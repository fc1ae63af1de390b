//! Full personal-build pipeline against a scripted server.

use std::cell::{Cell, RefCell};
use std::collections::{BTreeSet, VecDeque};
use std::path::Path;
use std::time::Duration;

use assert_fs::prelude::*;

use preflight::cli::AppContext;
use preflight::core::mapper::RULE_FILE_NAME;
use preflight::core::patch::{read_patch, PatchEntry};
use preflight::core::remote_run::{RemoteRun, RunOptions};
use preflight::infra::cancel::CancelToken;
use preflight::remote::api::{
    BuildConfiguration, BuildRequest, ChangeListId, ChangeStatus, CommitDecision,
    ConfigurationId, PatchMetadata, ScheduleOutcome, ServerFacade, SummaryEntry,
    TransportError,
};

fn ctx() -> AppContext {
    AppContext {
        quiet: true,
        no_color: true,
    }
}

/// Scripted facade that captures the patch bytes it receives.
#[derive(Default)]
struct RecordingServer {
    patches: RefCell<Vec<Vec<u8>>>,
    summaries: RefCell<VecDeque<Vec<SummaryEntry>>>,
    polls: Cell<usize>,
}

impl ServerFacade for RecordingServer {
    fn list_configurations(&self) -> Result<Vec<BuildConfiguration>, TransportError> {
        Ok(Vec::new())
    }

    fn applicable_configurations(
        &self,
        _touched: &BTreeSet<String>,
    ) -> Result<BTreeSet<ConfigurationId>, TransportError> {
        Ok(BTreeSet::new())
    }

    fn upload_patch(
        &self,
        patch: &Path,
        _metadata: &PatchMetadata,
    ) -> Result<ChangeListId, TransportError> {
        let bytes = std::fs::read(patch)?;
        self.patches.borrow_mut().push(bytes);
        Ok(ChangeListId(99))
    }

    fn schedule_builds(&self, batch: &[BuildRequest]) -> Result<ScheduleOutcome, TransportError> {
        Ok(ScheduleOutcome {
            scheduled: batch.iter().map(|r| r.configuration.clone()).collect(),
            failures: Default::default(),
        })
    }

    fn fetch_summary(&self, _user: &str) -> Result<Vec<SummaryEntry>, TransportError> {
        self.polls.set(self.polls.get() + 1);
        Ok(self
            .summaries
            .borrow_mut()
            .pop_front()
            .unwrap_or_default())
    }
}

fn project() -> (assert_fs::TempDir, RunOptions) {
    let tmp = assert_fs::TempDir::new().unwrap();
    tmp.child(RULE_FILE_NAME).write_str(".=//depo/app\n").unwrap();
    tmp.child("src/lib.rs").write_str("pub fn v1() {}\n").unwrap();
    tmp.child("README.md").write_str("# app\n").unwrap();

    let mut opts = RunOptions::new("try my change", tmp.path());
    opts.configurations = vec!["bt1".to_owned()];
    opts.no_wait = true;
    opts.poll_interval = Duration::from_millis(1);
    (tmp, opts)
}

#[test]
fn uploaded_patch_decodes_to_the_collected_files() {
    let (_tmp, opts) = project();
    let server = RecordingServer::default();
    let run = RemoteRun::new(&server, "alice", CancelToken::new());
    run.execute(&opts, None, &ctx()).unwrap();

    let patches = server.patches.borrow();
    let entries = read_patch(patches[0].as_slice()).unwrap();
    let paths: Vec<&str> = entries
        .iter()
        .map(|e| match e {
            PatchEntry::Modified { repository_path, .. } => repository_path.as_str(),
            PatchEntry::Deleted { repository_path } => repository_path.as_str(),
        })
        .collect();
    // Rule-file itself is excluded from collection; order is by local path.
    assert_eq!(paths, vec!["//depo/app/README.md", "//depo/app/src/lib.rs"]);
    assert!(entries
        .iter()
        .all(|e| matches!(e, PatchEntry::Modified { .. })));
}

#[test]
fn identical_workspace_produces_identical_patch_bytes() {
    let (_tmp, opts) = project();
    let server = RecordingServer::default();
    let run = RemoteRun::new(&server, "alice", CancelToken::new());
    run.execute(&opts, None, &ctx()).unwrap();
    run.execute(&opts, None, &ctx()).unwrap();

    let patches = server.patches.borrow();
    assert_eq!(patches[0], patches[1]);
}

#[test]
fn file_deleted_after_collection_becomes_a_deletion_entry() {
    let tmp = assert_fs::TempDir::new().unwrap();
    tmp.child(RULE_FILE_NAME).write_str(".=//depo\n").unwrap();
    tmp.child("kept.txt").write_str("kept").unwrap();

    let mut opts = RunOptions::new("deletion", tmp.path());
    opts.configurations = vec!["bt1".to_owned()];
    opts.no_wait = true;
    // Named explicitly so collection does not need the file on disk.
    opts.paths = vec!["kept.txt".to_owned(), "gone.txt".to_owned()];

    let server = RecordingServer::default();
    let run = RemoteRun::new(&server, "alice", CancelToken::new());
    run.execute(&opts, None, &ctx()).unwrap();

    let patches = server.patches.borrow();
    let entries = read_patch(patches[0].as_slice()).unwrap();
    assert!(entries.contains(&PatchEntry::Deleted {
        repository_path: "//depo/gone.txt".to_owned(),
    }));
}

#[test]
fn waiting_run_reports_success_on_commit_decision() {
    let (_tmp, mut opts) = project();
    opts.no_wait = false;
    opts.timeout = Duration::from_secs(5);

    let server = RecordingServer::default();
    server.summaries.borrow_mut().push_back(vec![SummaryEntry {
        change_list: ChangeListId(99),
        status: ChangeStatus::Running,
        commit: CommitDecision::Pending,
    }]);
    server.summaries.borrow_mut().push_back(vec![SummaryEntry {
        change_list: ChangeListId(99),
        status: ChangeStatus::Succeeded,
        commit: CommitDecision::Commit,
    }]);

    let run = RemoteRun::new(&server, "alice", CancelToken::new());
    let outcome = run.execute(&opts, None, &ctx()).unwrap();
    assert!(outcome.waited);
    assert_eq!(server.polls.get(), 2);
}

#[test]
fn stdin_lines_feed_collection_when_no_paths_are_given() {
    let (tmp, mut opts) = project();
    opts.paths.clear();

    let server = RecordingServer::default();
    let run = RemoteRun::new(&server, "alice", CancelToken::new());
    run.execute(&opts, Some("README.md\n"), &ctx()).unwrap();

    let patches = server.patches.borrow();
    let entries = read_patch(patches[0].as_slice()).unwrap();
    assert_eq!(entries.len(), 1);
    drop(patches);
    drop(tmp);
}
+ + +
Your instructions: Output each record precisely as given.

Task output:
repository fc1ae63af1de390b
//! Full personal-build pipeline against a scripted server.

use std::cell::{Cell, RefCell};
use std::collections::{BTreeSet, VecDeque};
use std::path::Path;
use std::time::Duration;

use assert_fs::prelude::*;

use preflight::cli::AppContext;
use preflight::core::mapper::RULE_FILE_NAME;
use preflight::core::patch::{read_patch, PatchEntry};
use preflight::core::remote_run::{RemoteRun, RunOptions};
use preflight::infra::cancel::CancelToken;
use preflight::remote::api::{
    BuildConfiguration, BuildRequest, ChangeListId, ChangeStatus, CommitDecision,
    ConfigurationId, PatchMetadata, ScheduleOutcome, ServerFacade, SummaryEntry,
    TransportError,
};

fn ctx() -> AppContext {
    AppContext {
        quiet: true,
        no_color: true,
    }
}

/// Scripted facade that captures the patch bytes it receives.
#[derive(Default)]
struct RecordingServer {
    patches: RefCell<Vec<Vec<u8>>>,
    summaries: RefCell<VecDeque<Vec<SummaryEntry>>>,
    polls: Cell<usize>,
}

impl ServerFacade for RecordingServer {
    fn list_configurations(&self) -> Result<Vec<BuildConfiguration>, TransportError> {
        Ok(Vec::new())
    }

    fn applicable_configurations(
        &self,
        _touched: &BTreeSet<String>,
    ) -> Result<BTreeSet<ConfigurationId>, TransportError> {
        Ok(BTreeSet::new())
    }

    fn upload_patch(
        &self,
        patch: &Path,
        _metadata: &PatchMetadata,
    ) -> Result<ChangeListId, TransportError> {
        let bytes = std::fs::read(patch)?;
        self.patches.borrow_mut().push(bytes);
        Ok(ChangeListId(99))
    }

    fn schedule_builds(&self, batch: &[BuildRequest]) -> Result<ScheduleOutcome, TransportError> {
        Ok(ScheduleOutcome {
            scheduled: batch.iter().map(|r| r.configuration.clone()).collect(),
            failures: Default::default(),
        })
    }

    fn fetch_summary(&self, _user: &str) -> Result<Vec<SummaryEntry>, TransportError> {
        self.polls.set(self.polls.get() + 1);
        Ok(self
            .summaries
            .borrow_mut()
            .pop_front()
            .unwrap_or_default())
    }
}

fn project() -> (assert_fs::TempDir, RunOptions) {
    let tmp = assert_fs::TempDir::new().unwrap();
    tmp.child(RULE_FILE_NAME).write_str(".=//depo/app\n").unwrap();
    tmp.child("src/lib.rs").write_str("pub fn v1() {}\n").unwrap();
    tmp.child("README.md").write_str("# app\n").unwrap();

    let mut opts = RunOptions::new("try my change", tmp.path());
    opts.configurations = vec!["bt1".to_owned()];
    opts.no_wait = true;
    opts.poll_interval = Duration::from_millis(1);
    (tmp, opts)
}

#[test]
fn uploaded_patch_decodes_to_the_collected_files() {
    let (_tmp, opts) = project();
    let server = RecordingServer::default();
    let run = RemoteRun::new(&server, "alice", CancelToken::new());
    run.execute(&opts, None, &ctx()).unwrap();

    let patches = server.patches.borrow();
    let entries = read_patch(patches[0].as_slice()).unwrap();
    let paths: Vec<&str> = entries
        .iter()
        .map(|e| match e {
            PatchEntry::Modified { repository_path, .. } => repository_path.as_str(),
            PatchEntry::Deleted { repository_path } => repository_path.as_str(),
        })
        .collect();
    // Rule-file itself is excluded from collection; order is by local path.
    assert_eq!(paths, vec!["//depo/app/README.md", "//depo/app/src/lib.rs"]);
    assert!(entries
        .iter()
        .all(|e| matches!(e, PatchEntry::Modified { .. })));
}

#[test]
fn identical_workspace_produces_identical_patch_bytes() {
    let (_tmp, opts) = project();
    let server = RecordingServer::default();
    let run = RemoteRun::new(&server, "alice", CancelToken::new());
    run.execute(&opts, None, &ctx()).unwrap();
    run.execute(&opts, None, &ctx()).unwrap();

    let patches = server.patches.borrow();
    assert_eq!(patches[0], patches[1]);
}

#[test]
fn file_deleted_after_collection_becomes_a_deletion_entry() {
    let tmp = assert_fs::TempDir::new().unwrap();
    tmp.child(RULE_FILE_NAME).write_str(".=//depo\n").unwrap();
    tmp.child("kept.txt").write_str("kept").unwrap();

    let mut opts = RunOptions::new("deletion", tmp.path());
    opts.configurations = vec!["bt1".to_owned()];
    opts.no_wait = true;
    // Named explicitly so collection does not need the file on disk.
    opts.paths = vec!["kept.txt".to_owned(), "gone.txt".to_owned()];

    let server = RecordingServer::default();
    let run = RemoteRun::new(&server, "alice", CancelToken::new());
    run.execute(&opts, None, &ctx()).unwrap();

    let patches = server.patches.borrow();
    let entries = read_patch(patches[0].as_slice()).unwrap();
    assert!(entries.contains(&PatchEntry::Deleted {
        repository_path: "//depo/gone.txt".to_owned(),
    }));
}

#[test]
fn waiting_run_reports_success_on_commit_decision() {
    let (_tmp, mut opts) = project();
    opts.no_wait = false;
    opts.timeout = Duration::from_secs(5);

    let server = RecordingServer::default();
    server.summaries.borrow_mut().push_back(vec![SummaryEntry {
        change_list: ChangeListId(99),
        status: ChangeStatus::Running,
        commit: CommitDecision::Pending,
    }]);
    server.summaries.borrow_mut().push_back(vec![SummaryEntry {
        change_list: ChangeListId(99),
        status: ChangeStatus::Succeeded,
        commit: CommitDecision::Commit,
    }]);

    let run = RemoteRun::new(&server, "alice", CancelToken::new());
    let outcome = run.execute(&opts, None, &ctx()).unwrap();
    assert!(outcome.waited);
    assert_eq!(server.polls.get(), 2);
}

#[test]
fn stdin_lines_feed_collection_when_no_paths_are_given() {
    let (tmp, mut opts) = project();
    opts.paths.clear();

    let server = RecordingServer::default();
    let run = RemoteRun::new(&server, "alice", CancelToken::new());
    run.execute(&opts, Some("README.md\n"), &ctx()).unwrap();

    let patches = server.patches.borrow();
    let entries = read_patch(patches[0].as_slice()).unwrap();
    assert_eq!(entries.len(), 1);
    drop(patches);
    drop(tmp);
}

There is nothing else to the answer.